[Source material]
* * * *

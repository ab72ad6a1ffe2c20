// SPDX-License-Identifier: BUSL-1.1
// Copyright (c) 2026 Alfred Jean LLC

//! Process signal handling for `lulld`.

use lull_engine::{refresh_power, Context};
use tokio::signal::unix::{signal, SignalKind};
use tokio::task::JoinHandle;
use tracing::{info, warn};

/// SIGINT/SIGTERM cancel `ctx.shutdown`; SIGUSR1 re-reads the power supply.
///
/// Handlers are installed before this returns, so a signal sent right after
/// is not missed.
pub fn watch_signals(ctx: Context) -> std::io::Result<JoinHandle<()>> {
    let mut interrupt = signal(SignalKind::interrupt())?;
    let mut terminate = signal(SignalKind::terminate())?;
    let mut usr1 = signal(SignalKind::user_defined1())?;

    Ok(tokio::spawn(async move {
        loop {
            tokio::select! {
                _ = ctx.shutdown.cancelled() => return,
                _ = interrupt.recv() => break,
                _ = terminate.recv() => break,
                _ = usr1.recv() => {
                    info!("SIGUSR1, refreshing power state");
                    if let Err(e) = refresh_power(&ctx).await {
                        warn!(error = %e, "power refresh failed");
                    }
                }
            }
        }
        info!("shutdown requested");
        ctx.shutdown.cancel();
    }))
}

* * * *

[What to work on] Please give back the listing in full; each line must match exactly.

[Task output]
repository ab72ad6a1ffe2c20
// SPDX-License-Identifier: BUSL-1.1
// Copyright (c) 2026 Alfred Jean LLC

//! Process signal handling for `lulld`.

use lull_engine::{refresh_power, Context};
use tokio::signal::unix::{signal, SignalKind};
use tokio::task::JoinHandle;
use tracing::{info, warn};

/// SIGINT/SIGTERM cancel `ctx.shutdown`; SIGUSR1 re-reads the power supply.
///
/// Handlers are installed before this returns, so a signal sent right after
/// is not missed.
pub fn watch_signals(ctx: Context) -> std::io::Result<JoinHandle<()>> {
    let mut interrupt = signal(SignalKind::interrupt())?;
    let mut terminate = signal(SignalKind::terminate())?;
    let mut usr1 = signal(SignalKind::user_defined1())?;

    Ok(tokio::spawn(async move {
        loop {
            tokio::select! {
                _ = ctx.shutdown.cancelled() => return,
                _ = interrupt.recv() => break,
                _ = terminate.recv() => break,
                _ = usr1.recv() => {
                    info!("SIGUSR1, refreshing power state");
                    if let Err(e) = refresh_power(&ctx).await {
                        warn!(error = %e, "power refresh failed");
                    }
                }
            }
        }
        info!("shutdown requested");
        ctx.shutdown.cancel();
    }))
}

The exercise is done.